[What is required]
The word "Restrict" marks the lines you need; copy each of them from the data.

[Listed records]
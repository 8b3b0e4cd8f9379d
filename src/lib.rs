//! streval library crate
//!
//! Repair of generated Structured Text functions through a bounded
//! validate/fix loop, and similarity scoring of the results against ground
//! truth. The `streval` binary is a thin CLI over [`pipeline`].

pub mod aggregate;
pub mod artifact;
pub mod config;
pub mod error;
pub mod lookup;
pub mod pipeline;
pub mod provide;
pub mod repair;
pub mod report;
pub mod score;
pub mod util;

pub use error::{ErrorKind, EvalError, EvalResult};
use anyhow::{anyhow, Context, Result};
use clap::{Args, Parser, Subcommand, ValueEnum};
use std::path::PathBuf;
use streval::artifact::{ArtifactStore, VariantKind};
use streval::config::Config;
use streval::lookup::{Corpus, FsGroundTruth, JsonlProvideCode, ProvideCodeSource};
use streval::pipeline::{
    self, EvaluateSettings, HistorySettings, RepairSettings, StartFrom,
};
use streval::repair::{ChainFixer, CommandFixer, CommandValidator, EndBlockFixer, Fixer};
use streval::report::{output_path, write_report_json};
use streval::score::{SimilarityScorer, Weights};
use tracing_subscriber::{fmt, layer::SubscriberExt, util::SubscriberInitExt, EnvFilter};

const DEFAULT_LOG_FILTER: &str = "streval=info";

#[derive(Parser, Debug)]
#[command(
    name = "streval",
    about = "Repair and score generated Structured Text functions",
    version
)]
struct Cli {
    /// Config file (default: ./streval.toml, then the user config dir)
    #[arg(long, global = true)]
    config: Option<PathBuf>,

    /// Emit logs as JSON lines on stderr
    #[arg(long, global = true)]
    json_logs: bool,

    #[command(subcommand)]
    command: Commands,
}

#[derive(Subcommand, Debug)]
enum Commands {
    /// Write generation outputs into the current slots
    Ingest(IngestArgs),
    /// Run the validate/fix loop over stored functions
    Repair(RepairArgs),
    /// Derive no-provide variants from the current texts
    Strip(StripArgs),
    /// Score a variant against ground truth
    Evaluate(EvaluateArgs),
    /// Score every recorded version and report trends
    History(HistoryArgs),
    /// Validate stored texts without fixing them
    Check(CheckArgs),
    /// Compare two evaluation summaries
    Compare(CompareArgs),
}

#[derive(Args, Debug)]
struct Scope {
    /// Store root (overrides paths.output_root)
    #[arg(long)]
    root: Option<PathBuf>,
    /// Restrict to these projects (repeatable; default: all)
    #[arg(long = "project")]
    projects: Vec<String>,
}

#[derive(Args, Debug)]
struct IngestArgs {
    /// Store root (overrides paths.output_root)
    #[arg(long)]
    root: Option<PathBuf>,
    /// Restrict to these projects (repeatable; default: every project with results)
    #[arg(long = "project")]
    projects: Vec<String>,
    /// Directory with the per-project generation outputs
    #[arg(long)]
    results_root: Option<PathBuf>,
    #[arg(long)]
    output: Option<PathBuf>,
}

#[derive(Args, Debug)]
struct RepairArgs {
    #[command(flatten)]
    scope: Scope,
    #[arg(long)]
    max_attempts: Option<usize>,
    /// Start from the current text even when a pristine backup exists
    #[arg(long)]
    from_current: bool,
    /// Skip no-provide derivation
    #[arg(long)]
    no_strip: bool,
    /// Directory with the generation results.jsonl files
    #[arg(long)]
    results_root: Option<PathBuf>,
    #[arg(long)]
    output: Option<PathBuf>,
}

#[derive(Args, Debug)]
struct StripArgs {
    #[command(flatten)]
    scope: Scope,
    #[arg(long)]
    results_root: Option<PathBuf>,
    #[arg(long)]
    output: Option<PathBuf>,
}

#[derive(Copy, Clone, Debug, Eq, PartialEq, ValueEnum)]
enum VariantArg {
    Current,
    NoProvide,
    Pristine,
}

impl From<VariantArg> for VariantKind {
    fn from(arg: VariantArg) -> Self {
        match arg {
            VariantArg::Current => VariantKind::Current,
            VariantArg::NoProvide => VariantKind::NoProvide,
            VariantArg::Pristine => VariantKind::Pristine,
        }
    }
}

#[derive(Copy, Clone, Debug, Eq, PartialEq, ValueEnum)]
enum CorpusArg {
    GenerationContext,
    ProjectCode,
}

impl From<CorpusArg> for Corpus {
    fn from(arg: CorpusArg) -> Self {
        match arg {
            CorpusArg::GenerationContext => Corpus::GenerationContext,
            CorpusArg::ProjectCode => Corpus::ProjectCode,
        }
    }
}

#[derive(Args, Debug)]
struct ScoringArgs {
    /// Dataset directory holding the ground-truth corpora
    #[arg(long)]
    dataset: Option<PathBuf>,
    #[arg(long, value_enum)]
    corpus: Option<CorpusArg>,
    /// Four comma-separated component weights
    #[arg(long, value_delimiter = ',', num_args = 1..)]
    weights: Option<Vec<f64>>,
}

#[derive(Args, Debug)]
struct EvaluateArgs {
    #[command(flatten)]
    scope: Scope,
    #[command(flatten)]
    scoring: ScoringArgs,
    #[arg(long, value_enum, default_value_t = VariantArg::Current)]
    variant: VariantArg,
    /// Where to write the batch summary
    #[arg(long)]
    output: Option<PathBuf>,
}

#[derive(Args, Debug)]
struct HistoryArgs {
    #[command(flatten)]
    scope: Scope,
    #[command(flatten)]
    scoring: ScoringArgs,
    /// Score whole texts instead of implementation parts
    #[arg(long)]
    keep_declarations: bool,
}

#[derive(Args, Debug)]
struct CheckArgs {
    #[command(flatten)]
    scope: Scope,
    #[arg(long, value_enum, default_value_t = VariantArg::Current)]
    variant: VariantArg,
    #[arg(long)]
    output: Option<PathBuf>,
}

#[derive(Args, Debug)]
struct CompareArgs {
    baseline: PathBuf,
    compare: PathBuf,
    #[arg(long)]
    output: Option<PathBuf>,
}

fn main() -> Result<()> {
    let cli = Cli::parse();
    init_tracing(cli.json_logs);

    let config = Config::load(cli.config.as_deref()).context("Failed to load configuration")?;
    match cli.command {
        Commands::Ingest(args) => run_ingest(&config, args),
        Commands::Repair(args) => run_repair(&config, args),
        Commands::Strip(args) => run_strip(&config, args),
        Commands::Evaluate(args) => run_evaluate(&config, args),
        Commands::History(args) => run_history(&config, args),
        Commands::Check(args) => run_check(&config, args),
        Commands::Compare(args) => run_compare(args),
    }
}

fn init_tracing(json: bool) {
    let filter =
        EnvFilter::try_from_default_env().unwrap_or_else(|_| EnvFilter::new(DEFAULT_LOG_FILTER));
    let registry = tracing_subscriber::registry().with(filter);
    if json {
        registry
            .with(fmt::layer().json().with_writer(std::io::stderr))
            .init();
    } else {
        registry
            .with(fmt::layer().with_target(false).with_writer(std::io::stderr))
            .init();
    }
}

fn store_for(config: &Config, scope: &Scope) -> ArtifactStore {
    ArtifactStore::new(
        scope
            .root
            .clone()
            .unwrap_or_else(|| config.paths.output_root.clone()),
    )
}

fn selected_projects(store: &ArtifactStore, scope: &Scope) -> Result<Vec<String>> {
    let projects = pipeline::select_projects(store, &scope.projects)
        .with_context(|| format!("Failed to list projects under '{}'", store.root().display()))?;
    if projects.is_empty() {
        return Err(anyhow!(
            "no projects found under '{}'",
            store.root().display()
        ));
    }
    Ok(projects)
}

fn provide_source(config: &Config, results_root: Option<PathBuf>) -> JsonlProvideCode {
    JsonlProvideCode::new(results_root.unwrap_or_else(|| config.paths.results_root().to_path_buf()))
}

fn build_fixer(config: &Config) -> Result<ChainFixer> {
    let mut fixers: Vec<Box<dyn Fixer>> = Vec::new();
    if config.repair.static_fixer {
        fixers.push(Box::new(EndBlockFixer));
    }
    if config.fixer.is_configured() {
        fixers.push(Box::new(CommandFixer::new(
            config.fixer.command.clone(),
            config.fixer.timeout(),
        )));
    }
    if fixers.is_empty() {
        return Err(anyhow!(
            "no fixer available: enable repair.static_fixer or set fixer.command"
        ));
    }
    Ok(ChainFixer::new(fixers))
}

fn build_validator(config: &Config) -> Result<CommandValidator> {
    if !config.validator.is_configured() {
        return Err(anyhow!(
            "no validator configured: set validator.command or STREVAL_VALIDATOR_CMD"
        ));
    }
    Ok(CommandValidator::new(
        config.validator.command.clone(),
        config.validator.timeout(),
    ))
}

fn scoring_weights(config: &Config, args: &ScoringArgs) -> Result<Weights> {
    let weights = match &args.weights {
        Some(values) => {
            let values: [f64; 4] = values.as_slice().try_into().map_err(|_| {
                anyhow!("--weights takes exactly four values, got {}", values.len())
            })?;
            Weights::with_tolerance(values, config.scoring.weight_tolerance)?
        }
        None => config.weights()?,
    };
    Ok(weights)
}

fn ground_truth(config: &Config, args: &ScoringArgs) -> FsGroundTruth {
    let dataset = args
        .dataset
        .clone()
        .unwrap_or_else(|| config.paths.dataset_root.clone());
    let corpus = args.corpus.map(Corpus::from).unwrap_or(config.scoring.corpus);
    FsGroundTruth::new(dataset, corpus)
}

fn run_ingest(config: &Config, args: IngestArgs) -> Result<()> {
    let store = ArtifactStore::new(args.root.unwrap_or_else(|| config.paths.output_root.clone()));
    let results_root = args
        .results_root
        .unwrap_or_else(|| config.paths.results_root().to_path_buf());
    let projects = if args.projects.is_empty() {
        pipeline::list_generation_projects(&results_root).with_context(|| {
            format!("Failed to list generations under '{}'", results_root.display())
        })?
    } else {
        args.projects
    };
    if projects.is_empty() {
        return Err(anyhow!(
            "no generation results found under '{}'",
            results_root.display()
        ));
    }

    let report = pipeline::ingest_projects(&store, &results_root, &projects);
    let path = output_path(args.output.as_ref(), store.root(), "ingest");
    write_report_json(&path, &report)?;
    println!("Written: {}", report.total_written);
    println!("Report: {}", path.display());
    Ok(())
}

fn run_repair(config: &Config, args: RepairArgs) -> Result<()> {
    let store = store_for(config, &args.scope);
    let projects = selected_projects(&store, &args.scope)?;
    let validator = build_validator(config)?;
    let fixer = build_fixer(config)?;
    let provide = provide_source(config, args.results_root);
    let provide_ref: Option<&dyn ProvideCodeSource> = if args.no_strip {
        None
    } else {
        Some(&provide)
    };

    let settings = RepairSettings {
        max_attempts: args.max_attempts.unwrap_or(config.repair.max_attempts),
        retry: config.retry_policy(),
        workers: config.repair.workers,
        start_from: if args.from_current {
            StartFrom::Current
        } else {
            StartFrom::Pristine
        },
    };
    let report =
        pipeline::repair_projects(&store, &validator, &fixer, provide_ref, &projects, &settings);

    let path = output_path(args.output.as_ref(), store.root(), "repair");
    write_report_json(&path, &report)?;
    println!("Artifacts: {}", report.totals.artifacts);
    println!("Validated: {}", report.totals.validated);
    if !report.failed_projects.is_empty() {
        println!("Projects not listed: {}", report.failed_projects.len());
    }
    println!("Report: {}", path.display());
    Ok(())
}

fn run_strip(config: &Config, args: StripArgs) -> Result<()> {
    let store = store_for(config, &args.scope);
    let projects = selected_projects(&store, &args.scope)?;
    let provide = provide_source(config, args.results_root);
    let report = pipeline::strip_projects(&store, &provide, &projects, config.repair.workers);

    let path = output_path(args.output.as_ref(), store.root(), "strip");
    write_report_json(&path, &report)?;
    println!("Derived: {}/{}", report.derived, report.total);
    if !report.failed_projects.is_empty() {
        println!("Projects not listed: {}", report.failed_projects.len());
    }
    println!("Report: {}", path.display());
    Ok(())
}

fn run_evaluate(config: &Config, args: EvaluateArgs) -> Result<()> {
    let store = store_for(config, &args.scope);
    let projects = selected_projects(&store, &args.scope)?;
    let references = ground_truth(config, &args.scoring);
    let settings = EvaluateSettings {
        weights: scoring_weights(config, &args.scoring)?,
        trend_epsilon: config.scoring.trend_epsilon,
        variant: args.variant.into(),
        corpus: args.scoring.corpus.map(Corpus::from).unwrap_or(config.scoring.corpus),
        workers: config.scoring.workers,
    };
    let scorer = SimilarityScorer::default();

    let (reports, summary) =
        pipeline::evaluate_projects(&store, &references, &scorer, &projects, &settings);
    for report in &reports {
        let path = output_path(
            None,
            store.root(),
            &format!("evaluation-{}", report.project_name),
        );
        write_report_json(&path, report)?;
    }
    let path = output_path(args.output.as_ref(), store.root(), "evaluation-summary");
    write_report_json(&path, &summary)?;

    println!("Projects: {}", summary.success_count);
    println!("Cases: {}", summary.overall_statistics.total_files);
    if let Some(averages) = summary.overall_statistics.average_scores {
        println!("CodeBLEU: {:.4}", averages.codebleu);
    }
    println!("Report: {}", path.display());
    Ok(())
}

fn run_history(config: &Config, args: HistoryArgs) -> Result<()> {
    let store = store_for(config, &args.scope);
    let projects = selected_projects(&store, &args.scope)?;
    let references = ground_truth(config, &args.scoring);
    let settings = HistorySettings {
        weights: scoring_weights(config, &args.scoring)?,
        trend_epsilon: config.scoring.trend_epsilon,
        strip_declarations: config.scoring.strip_declarations_in_history && !args.keep_declarations,
        workers: config.scoring.workers,
    };
    let scorer = SimilarityScorer::default();

    let (reports, summary) =
        pipeline::evaluate_histories(&store, &references, &scorer, &projects, &settings);
    for report in &reports {
        let path = output_path(
            None,
            store.root(),
            &format!("history-{}", report.project_name),
        );
        write_report_json(&path, report)?;
        println!(
            "{}: {} functions, {} improved, {} regressed -> {}",
            report.project_name,
            report.functions.len(),
            report.trend_counts.improvement,
            report.trend_counts.regression,
            path.display()
        );
    }
    let path = output_path(None, store.root(), "history-summary");
    write_report_json(&path, &summary)?;
    if !summary.failed_projects.is_empty() {
        println!("Projects not evaluated: {}", summary.failed_projects.len());
    }
    println!("Summary: {}", path.display());
    Ok(())
}

fn run_check(config: &Config, args: CheckArgs) -> Result<()> {
    let store = store_for(config, &args.scope);
    let projects = selected_projects(&store, &args.scope)?;
    let validator = build_validator(config)?;
    let report = pipeline::check_compile_rate(
        &store,
        &validator,
        &config.retry_policy(),
        &projects,
        args.variant.into(),
        config.repair.workers,
    );

    let path = output_path(args.output.as_ref(), store.root(), "compile-rate");
    write_report_json(&path, &report)?;
    println!("Passed: {}/{}", report.total_passed_files, report.total_files);
    if !report.failed_projects.is_empty() {
        println!("Projects not listed: {}", report.failed_projects.len());
    }
    println!("Report: {}", path.display());
    Ok(())
}

fn run_compare(args: CompareArgs) -> Result<()> {
    let report = pipeline::compare_summaries(&args.baseline, &args.compare)?;
    let root = args
        .compare
        .parent()
        .map(|p| p.to_path_buf())
        .unwrap_or_else(|| PathBuf::from("."));
    let path = output_path(args.output.as_ref(), &root, "compare");
    write_report_json(&path, &report)?;
    println!("Report: {}", path.display());
    Ok(())
}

[Completed task]
    /// Restrict to these projects (repeatable; default: all)
    /// Restrict to these projects (repeatable; default: every project with results)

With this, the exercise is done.